Recent studies [37] have demonstrated the possibility of raising antibodies against HIV-1 fusion intermediates. This work employed “fusion-competent” HIV vaccine immunogens that capture transient fusion intermediates formed upon interaction of gp120/gp41 with CD4 and fusion coreceptors. The immunogens used in these studies were formalin-fixed cocultures of cells that express HIV-1 gp120/gp41 and cells that express human CD4 and CCR5 but not CXCR4. The antibodies elicited by the vaccines demonstrated unprecedented breadth and potency in inhibiting primary HIV-1 isolates regardless of their coreceptor usage, indicating that the antibodies were raised against structures such as gp41 fusion intermediates that are highly conserved and transiently exposed during HIV-1 entry. This class of antibodies does not include the anti-gp41 monoclonal antibody known as 2F5, which interacts with an epitope that is constitutively presented on virus particles prior to fusion [38].

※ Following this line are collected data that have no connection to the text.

//! # Easel CLI
//!
//! Render canonical documents through an engine adapter and apply free-text
//! instructions from the command line.

use std::path::{Path, PathBuf};
use std::sync::Arc;
use std::time::Duration;

use anyhow::Context;
use clap::{Parser, Subcommand};
use serde_json::{json, Value};
use tracing_subscriber::{layer::SubscriberExt, util::SubscriberInitExt, EnvFilter};

use easel_core::{Document, DocumentId, EditorConfig, EditorContext, Page, DEFAULT_HISTORY_LIMIT};
use easel_engines::{create_adapter, default_registry, DEFAULT_ENGINE};
use easel_sync::{
    AutosaveConfig, AutosaveHandle, EditorSession, HttpPersistence, MemoryPersistence,
    PersistenceApi, DEFAULT_DEBOUNCE,
};

#[derive(Debug, Parser)]
#[command(name = "easel", version, about = "Engine-agnostic document editing")]
struct Cli {
    /// Rendering engine.
    #[arg(long, global = true, env = "EASEL_ENGINE", default_value = DEFAULT_ENGINE)]
    engine: String,

    /// Maximum undo depth.
    #[arg(long, global = true, env = "EASEL_HISTORY_LIMIT", default_value_t = DEFAULT_HISTORY_LIMIT)]
    history_limit: usize,

    #[command(subcommand)]
    command: Commands,
}

#[derive(Debug, Subcommand)]
enum Commands {
    /// List registered engines.
    Engines,

    /// Print the native scene for a document.
    Render {
        /// Document JSON file.
        document: PathBuf,

        /// Zero-based page index.
        #[arg(long, default_value_t = 0)]
        page: usize,
    },

    /// Parse and execute instructions against a document.
    Apply {
        /// Document JSON file.
        document: PathBuf,

        /// Instructions, executed in order.
        #[arg(required = true)]
        instructions: Vec<String>,

        /// Write the resulting document here.
        #[arg(long)]
        out: Option<PathBuf>,

        /// Undo this many steps after applying.
        #[arg(long, default_value_t = 0)]
        undo: usize,

        /// Save the result through auto-save. Without a persistence URL the
        /// save is a dry run against an in-memory store.
        #[arg(long)]
        save: bool,

        /// Persistence service base URL.
        #[arg(long, env = "EASEL_PERSISTENCE_URL")]
        persistence_url: Option<String>,

        /// Auto-save debounce in milliseconds.
        #[arg(long, env = "EASEL_DEBOUNCE_MS")]
        debounce_ms: Option<u64>,
    },

    /// Print a blank document.
    New {
        /// Document title.
        #[arg(long, default_value = "Untitled")]
        title: String,

        /// Page width in pixels.
        #[arg(long, requires = "height")]
        width: Option<f64>,

        /// Page height in pixels.
        #[arg(long, requires = "width")]
        height: Option<f64>,
    },
}

/// Initialize structured tracing with optional JSON format.
///
/// Set `RUST_LOG` to control log levels (default: warn,easel_core=info,easel_sync=info).
/// Set `RUST_LOG_FORMAT=json` for JSON output.
fn init_tracing() {
    let filter = EnvFilter::try_from_default_env()
        .unwrap_or_else(|_| EnvFilter::new("warn,easel_core=info,easel_sync=info"));

    // Logs go to stderr so stdout stays parseable JSON.
    let fmt_layer = tracing_subscriber::fmt::layer()
        .with_writer(std::io::stderr)
        .with_target(true)
        .with_thread_ids(false)
        .with_file(true)
        .with_line_number(true);

    if std::env::var("RUST_LOG_FORMAT").as_deref() == Ok("json") {
        tracing_subscriber::registry()
            .with(filter)
            .with(fmt_layer.json())
            .init();
    } else {
        tracing_subscriber::registry()
            .with(filter)
            .with(fmt_layer)
            .init();
    }
}

#[tokio::main]
async fn main() -> anyhow::Result<()> {
    init_tracing();
    let cli = Cli::parse();

    let output = match cli.command {
        Commands::Engines => json!(default_registry().names()),
        Commands::Render { ref document, page } => {
            let doc = read_document(document)?;
            render(doc, &cli.engine, page)?
        }
        Commands::Apply {
            ref document,
            ref instructions,
            ref out,
            undo,
            save,
            ref persistence_url,
            debounce_ms,
        } => {
            let doc = read_document(document)?;
            let config = EditorConfig {
                history_limit: cli.history_limit,
            };
            let context = editor(doc, &cli.engine, config)?;
            let persistence = if save {
                Some(persistence(persistence_url.as_deref())?)
            } else {
                None
            };
            let debounce = debounce_ms.map_or(DEFAULT_DEBOUNCE, Duration::from_millis);
            let report = apply(context, instructions, undo, persistence, debounce).await?;
            if let Some(path) = out {
                write_document(path, &report.document)?;
            }
            report.to_json()?
        }
        Commands::New {
            title,
            width,
            height,
        } => serde_json::to_value(blank_document(&title, width.zip(height))?)?,
    };

    println!("{}", serde_json::to_string_pretty(&output)?);
    Ok(())
}

fn read_document(path: &Path) -> anyhow::Result<Document> {
    let raw = std::fs::read_to_string(path)
        .with_context(|| format!("failed to read {}", path.display()))?;
    let doc = Document::from_json(&raw)
        .with_context(|| format!("{} is not a document", path.display()))?;
    Ok(doc)
}

fn write_document(path: &Path, doc: &Document) -> anyhow::Result<()> {
    std::fs::write(path, doc.to_json()?)
        .with_context(|| format!("failed to write {}", path.display()))
}

fn editor(doc: Document, engine: &str, config: EditorConfig) -> anyhow::Result<EditorContext> {
    let adapter = create_adapter(&default_registry(), engine);
    EditorContext::new(doc, adapter, config).context("document failed validation")
}

fn persistence(url: Option<&str>) -> anyhow::Result<Arc<dyn PersistenceApi>> {
    match url {
        Some(url) => Ok(Arc::new(HttpPersistence::new(url)?)),
        None => {
            tracing::info!("No persistence URL configured, saving to memory");
            Ok(Arc::new(MemoryPersistence::new()))
        }
    }
}

fn blank_document(title: &str, size: Option<(f64, f64)>) -> anyhow::Result<Document> {
    match size {
        Some((width, height)) => {
            let page = Page::new("Page 1", width, height);
            Ok(Document::from_pages(DocumentId::new(), title, vec![page])?)
        }
        None => Ok(Document::new(title)),
    }
}

fn render(doc: Document, engine: &str, page: usize) -> anyhow::Result<Value> {
    let page_id = doc
        .pages()
        .get(page)
        .map(|p| p.id.clone())
        .with_context(|| format!("document has no page {page}"))?;
    let mut context = editor(doc, engine, EditorConfig::default())?;
    context.set_active_page(&page_id)?;
    Ok(context.adapter().native_json()?)
}

struct ApplyReport {
    document: Document,
    scene: Value,
    engine: &'static str,
    history_depth: usize,
    autosave: Option<Value>,
}

impl ApplyReport {
    fn to_json(&self) -> anyhow::Result<Value> {
        Ok(json!({
            "engine": self.engine,
            "version": self.document.version(),
            "historyDepth": self.history_depth,
            "document": serde_json::to_value(&self.document)?,
            "scene": self.scene,
            "autosave": self.autosave,
        }))
    }
}

async fn apply(
    context: EditorContext,
    instructions: &[String],
    undo: usize,
    persistence: Option<Arc<dyn PersistenceApi>>,
    debounce: Duration,
) -> anyhow::Result<ApplyReport> {
    let mut session = EditorSession::new(context);
    if let Some(api) = persistence {
        let config = AutosaveConfig::default().with_debounce(debounce);
        session = session.with_autosave(AutosaveHandle::spawn(api, config));
    }

    for instruction in instructions {
        let receipts = session
            .run_instruction(instruction)
            .with_context(|| format!("instruction failed: {instruction}"))?;
        tracing::info!(instruction = %instruction, commands = receipts.len(), "Applied");
    }
    for _ in 0..undo {
        if !session.undo()? {
            tracing::warn!("Nothing left to undo");
            break;
        }
    }

    let autosave = match session.autosave() {
        Some(handle) => Some(serde_json::to_value(handle.flush().await)?),
        None => None,
    };
    let context = session.context();
    let report = ApplyReport {
        document: context.document().clone(),
        scene: context.adapter().native_json()?,
        engine: context.adapter().engine_name(),
        history_depth: context.history().past_len(),
        autosave,
    };
    session.shutdown().await;
    Ok(report)
}
//! Editor sessions: async work re-entering as commands.

use std::sync::Arc;

use async_trait::async_trait;
use easel_core::{
    Action, Command, Document, EditorConfig, EditorContext, EngineAdapter, HeadlessEngine,
    ImageStatus, Object, ObjectProps,
};
use easel_sync::{
    AssetError, AssetResolver, AutosaveConfig, AutosaveHandle, AutosaveState, EditorSession,
    MemoryPersistence, UrlPrefixResolver,
};

struct FailingResolver;

#[async_trait]
impl AssetResolver for FailingResolver {
    async fn resolve(&self, asset_ref: &str) -> Result<String, AssetError> {
        Err(AssetError {
            asset_ref: asset_ref.to_string(),
            reason: "not in library".to_string(),
        })
    }
}

fn session() -> EditorSession {
    let mut doc = Document::new("Session").with_id("s1");
    let page = doc.first_page_id().expect("page").clone();
    doc.add_object(&page, Object::text("Title").with_id("t1"))
        .expect("t1");
    let context = EditorContext::new(
        doc,
        Box::new(EngineAdapter::new(HeadlessEngine)),
        EditorConfig::default(),
    )
    .expect("context");
    EditorSession::new(context)
}

fn image_status(session: &EditorSession, id: &str) -> (ImageStatus, Option<String>) {
    let object = session
        .context()
        .document()
        .find_object(&id.into())
        .expect("image");
    let ObjectProps::Image(props) = &object.props else {
        panic!("expected image");
    };
    (props.status, props.src.clone())
}

fn insert_image(id: &str, asset_ref: &str) -> Command {
    Command::page(Action::Insert {
        object: Box::new(Object::image(asset_ref).with_id(id)),
    })
}

#[tokio::test]
async fn test_resolved_asset_reenters_as_command() {
    let mut session = session()
        .with_resolver(Arc::new(UrlPrefixResolver::new("https://cdn.example/")));

    session.execute(insert_image("i1", "hero.png")).expect("insert");
    assert_eq!(image_status(&session, "i1").0, ImageStatus::Pending);

    let receipt = session
        .next_command()
        .await
        .expect("queued command")
        .expect("resolution applied");
    assert_eq!(receipt.kind, "resolveImage");

    let (status, src) = image_status(&session, "i1");
    assert_eq!(status, ImageStatus::Resolved);
    assert_eq!(src.as_deref(), Some("https://cdn.example/hero.png"));
    assert_eq!(session.context().history().past_len(), 2);
}

#[tokio::test]
async fn test_failed_asset_marks_placeholder() {
    let mut session = session().with_resolver(Arc::new(FailingResolver));

    session.execute(insert_image("i1", "missing.png")).expect("insert");
    session
        .next_command()
        .await
        .expect("queued command")
        .expect("failure applied");

    assert_eq!(image_status(&session, "i1").0, ImageStatus::Failed);
}

#[tokio::test]
async fn test_resolution_for_deleted_placeholder_is_rejected() {
    let mut session = session()
        .with_resolver(Arc::new(UrlPrefixResolver::new("https://cdn.example/")));

    session.execute(insert_image("i1", "hero.png")).expect("insert");
    session.run_instruction("delete i1").expect("delete");

    let result = session.next_command().await.expect("queued command");
    assert!(result.is_err());
    assert!(session.context().document().find_object(&"i1".into()).is_none());
}

#[tokio::test]
async fn test_external_commands_drain_in_order() {
    let mut session = session();
    let sender = session.command_sender();
    sender
        .send(Command::new(
            Action::SetFill {
                color: "#FF0000".to_string(),
            },
            easel_core::Selector::Id("t1".into()),
        ))
        .expect("send");
    sender
        .send(Command::new(Action::Delete, easel_core::Selector::Id("t1".into())))
        .expect("send");

    let results = session.drain_commands();
    assert_eq!(results.len(), 2);
    assert!(results.iter().all(Result::is_ok));
    assert_eq!(session.context().version(), 2);
    assert!(session.drain_commands().is_empty());
}

#[tokio::test]
async fn test_session_changes_reach_autosave() {
    let store = Arc::new(MemoryPersistence::new());
    let autosave = AutosaveHandle::spawn(store.clone(), AutosaveConfig::default());
    let mut session = session().with_autosave(autosave);

    session
        .run_instruction("change t1 color to blue")
        .expect("instruction");
    assert!(session.undo().expect("undo"));

    let status = session.autosave().expect("autosave").flush().await;
    assert_eq!(status.state, AutosaveState::Saved);
    assert_eq!(status.saved_version, Some(session.context().version()));
    assert_eq!(store.saved_versions(), vec![2]);

    session.shutdown().await;
}
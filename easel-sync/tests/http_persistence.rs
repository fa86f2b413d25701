//! HTTP persistence client against a mock server.

use std::sync::Arc;

use easel_core::Document;
use easel_sync::{
    AutosaveConfig, AutosaveHandle, AutosaveState, HttpPersistence, PersistenceApi,
    PersistenceError, RetryConfig,
};
use serde_json::json;
use wiremock::matchers::{body_partial_json, method, path};
use wiremock::{Mock, MockServer, ResponseTemplate};

fn client(server: &MockServer) -> HttpPersistence {
    HttpPersistence::new(&format!("{}/api", server.uri())).expect("client")
}

#[tokio::test]
async fn test_save_posts_document_with_version() {
    let server = MockServer::start().await;
    Mock::given(method("POST"))
        .and(path("/api/documents/d1"))
        .and(body_partial_json(json!({ "id": "d1", "version": 0 })))
        .respond_with(ResponseTemplate::new(200).set_body_json(json!({ "version": 0 })))
        .expect(1)
        .mount(&server)
        .await;

    let receipt = client(&server)
        .save(&Document::new("Remote").with_id("d1"))
        .await
        .expect("save");
    assert_eq!(receipt.version, 0);
}

#[tokio::test]
async fn test_save_conflict_carries_remote_version() {
    let server = MockServer::start().await;
    Mock::given(method("POST"))
        .and(path("/api/documents/d1"))
        .respond_with(ResponseTemplate::new(409).set_body_json(json!({ "remoteVersion": 7 })))
        .mount(&server)
        .await;

    let err = client(&server)
        .save(&Document::new("Remote").with_id("d1"))
        .await
        .expect_err("conflict");
    assert!(matches!(
        err,
        PersistenceError::Conflict {
            local_version: 0,
            remote_version: 7
        }
    ));
    assert!(!err.is_retryable());
}

#[tokio::test]
async fn test_load_round_trips_document() {
    let server = MockServer::start().await;
    let doc = Document::new("Stored").with_id("d1");
    Mock::given(method("GET"))
        .and(path("/api/documents/d1"))
        .respond_with(
            ResponseTemplate::new(200).set_body_json(serde_json::to_value(&doc).expect("json")),
        )
        .mount(&server)
        .await;

    let loaded = client(&server).load(&"d1".into()).await.expect("load");
    assert_eq!(loaded, doc);
}

#[tokio::test]
async fn test_load_missing_is_not_found() {
    let server = MockServer::start().await;
    Mock::given(method("GET"))
        .and(path("/api/documents/ghost"))
        .respond_with(ResponseTemplate::new(404))
        .mount(&server)
        .await;

    let err = client(&server)
        .load(&"ghost".into())
        .await
        .expect_err("missing");
    assert!(matches!(err, PersistenceError::NotFound(id) if id == "ghost"));
}

#[tokio::test]
async fn test_id_with_reserved_characters_stays_in_path() {
    let server = MockServer::start().await;
    let doc = Document::new("Odd").with_id("a/b?c");
    Mock::given(method("GET"))
        .and(path("/api/documents/a%2Fb%3Fc"))
        .respond_with(
            ResponseTemplate::new(200).set_body_json(serde_json::to_value(&doc).expect("json")),
        )
        .expect(1)
        .mount(&server)
        .await;

    let loaded = client(&server).load(&"a/b?c".into()).await.expect("load");
    assert_eq!(loaded.id.as_str(), "a/b?c");
}

#[tokio::test]
async fn test_list_and_delete() {
    let server = MockServer::start().await;
    Mock::given(method("GET"))
        .and(path("/api/documents"))
        .respond_with(ResponseTemplate::new(200).set_body_json(json!([
            { "id": "d1", "title": "First", "version": 3 },
            { "id": "d2", "title": "Second", "version": 1 }
        ])))
        .mount(&server)
        .await;
    Mock::given(method("DELETE"))
        .and(path("/api/documents/d1"))
        .respond_with(ResponseTemplate::new(204))
        .expect(1)
        .mount(&server)
        .await;

    let api = client(&server);
    let listed = api.list().await.expect("list");
    assert_eq!(listed.len(), 2);
    assert_eq!(listed[0].title, "First");
    assert_eq!(listed[0].version, 3);

    api.delete(&"d1".into()).await.expect("delete");
}

#[tokio::test]
async fn test_server_error_is_retryable() {
    let server = MockServer::start().await;
    Mock::given(method("POST"))
        .and(path("/api/documents/d1"))
        .respond_with(ResponseTemplate::new(503).set_body_string("maintenance"))
        .mount(&server)
        .await;

    let err = client(&server)
        .save(&Document::new("Remote").with_id("d1"))
        .await
        .expect_err("unavailable");
    assert!(matches!(&err, PersistenceError::Status { status: 503, body } if body == "maintenance"));
    assert!(err.is_retryable());
}

#[tokio::test]
async fn test_autosave_retries_through_server_errors() {
    let server = MockServer::start().await;
    Mock::given(method("POST"))
        .and(path("/api/documents/d1"))
        .respond_with(ResponseTemplate::new(503))
        .up_to_n_times(1)
        .mount(&server)
        .await;
    Mock::given(method("POST"))
        .and(path("/api/documents/d1"))
        .respond_with(ResponseTemplate::new(200).set_body_json(json!({ "version": 0 })))
        .mount(&server)
        .await;

    let api = Arc::new(client(&server));
    let config = AutosaveConfig::default().with_retry(RetryConfig::new(2, 10, 100, 2.0));
    let handle = AutosaveHandle::spawn(api, config);

    handle.notify_changed(&Document::new("Remote").with_id("d1"));
    let status = handle.flush().await;
    assert_eq!(status.state, AutosaveState::Saved);
    assert_eq!(status.saved_version, Some(0));

    handle.shutdown().await;
}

Previously, synergistic inhibition of HIV-1 entry has been demonstrated using certain anti-env antibodies used in combination with other anti-env antibodies [39–44], anti-CD4 antibodies [45], or CD4-based proteins [6]. Similarly, synergies have been observed using anti-CCR5 antibodies used in combination with other anti-CCR5 antibodies, CC-chemokines, or CD4-based proteins [46]. Our prior studies described in U.S. Ser. No. 09/493,346 examined combinations of fusion inhibitors and attachment inhibitors. Our prior studies described in PCT International Application No. PCT/US99/30345, WO 00/35409, published Jun. 22, 2000 examined combinations of HIV-1 attachment inhibitors and CCR5 coreceptor inhibitors. However, no prior studies have examined the combination of fusion inhibitors and CCR5 coreceptor inhibitors, nor the triple combination of fusion inhibitors, CCR5 coreceptor inhibitors and HIV-1 attachment inhibitors.